(Records from a data source)
>>>>

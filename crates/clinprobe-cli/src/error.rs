//! Error types for the CLI

use thiserror::Error;

/// Result type for CLI operations
pub type CliResult<T> = Result<T, CliError>;

/// Errors that stop the CLI before or around the workflow
#[derive(Debug, Error)]
pub enum CliError {
    /// Configuration error
    #[error("Configuration error: {message}")]
    Config {
        /// Error message
        message: String,
    },

    /// Built without a browser backend
    #[error("Browser support not enabled. Rebuild with --features browser")]
    BrowserUnavailable,

    /// IO error
    #[error("I/O error: {0}")]
    Io(#[from] std::io::Error),

    /// Library error
    #[error("{0}")]
    Probe(#[from] clinprobe::ProbeError),
}

impl CliError {
    /// Create a configuration error
    #[must_use]
    pub fn config(message: impl Into<String>) -> Self {
        Self::Config {
            message: message.into(),
        }
    }
}
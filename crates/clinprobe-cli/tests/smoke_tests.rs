//! Smoke tests for the clinprobe CLI
//!
//! Only paths that stop before a browser is launched are exercised here.

#![allow(deprecated)] // Allow deprecated Command::cargo_bin until assert_cmd is updated
#![allow(clippy::expect_used, clippy::unwrap_used)]

use assert_cmd::Command;
use fs2::FileExt;
use predicates::prelude::*;
use std::fs;
use tempfile::TempDir;

/// Get a command for the clinprobe binary
fn clinprobe() -> Command {
    Command::cargo_bin("clinprobe").expect("clinprobe binary should exist")
}

// ============================================================================
// Basic CLI Tests
// ============================================================================

#[test]
fn test_version_flag() {
    clinprobe()
        .arg("--version")
        .assert()
        .success()
        .stdout(predicate::str::contains(env!("CARGO_PKG_VERSION")));
}

#[test]
fn test_help_flag() {
    clinprobe()
        .arg("--help")
        .assert()
        .success()
        .stdout(predicate::str::contains("--headless"))
        .stdout(predicate::str::contains("--env-file"))
        .stdout(predicate::str::contains("--lock-file"))
        .stdout(predicate::str::contains("--ascii"));
}

#[test]
fn test_unknown_flag_fails() {
    clinprobe().arg("--bogus").assert().failure();
}

// ============================================================================
// Startup Failures
// ============================================================================

#[test]
fn test_missing_env_file_exits_with_startup_code() {
    let dir = TempDir::new().unwrap();
    clinprobe()
        .current_dir(dir.path())
        .args(["--env-file", "does-not-exist.env", "--ascii"])
        .assert()
        .code(2)
        .stderr(predicate::str::contains("does-not-exist.env"));
}

#[test]
fn test_held_lock_exits_with_startup_code() {
    let dir = TempDir::new().unwrap();
    let lock = dir.path().join("clinprobe.lock");
    let holder = fs::File::create(&lock).unwrap();
    holder.try_lock_exclusive().unwrap();

    clinprobe()
        .current_dir(dir.path())
        .env_remove("CLINPROBE_LOG")
        .args(["--ascii", "--lock-file"])
        .arg(&lock)
        .arg("--log-file")
        .arg(dir.path().join("run.log"))
        .assert()
        .code(2)
        .stderr(predicate::str::contains("Error:"));

    assert!(lock.exists());
    let log = fs::read_to_string(dir.path().join("run.log")).unwrap();
    assert!(log.contains("[ERRO]"));
}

<<<<

■ **Your task**
Look through the entries above, and wherever a line holds the word "binary", copy it.

■ **Exercise solution**
/// Get a command for the clinprobe binary
    Command::cargo_bin("clinprobe").expect("clinprobe binary should exist")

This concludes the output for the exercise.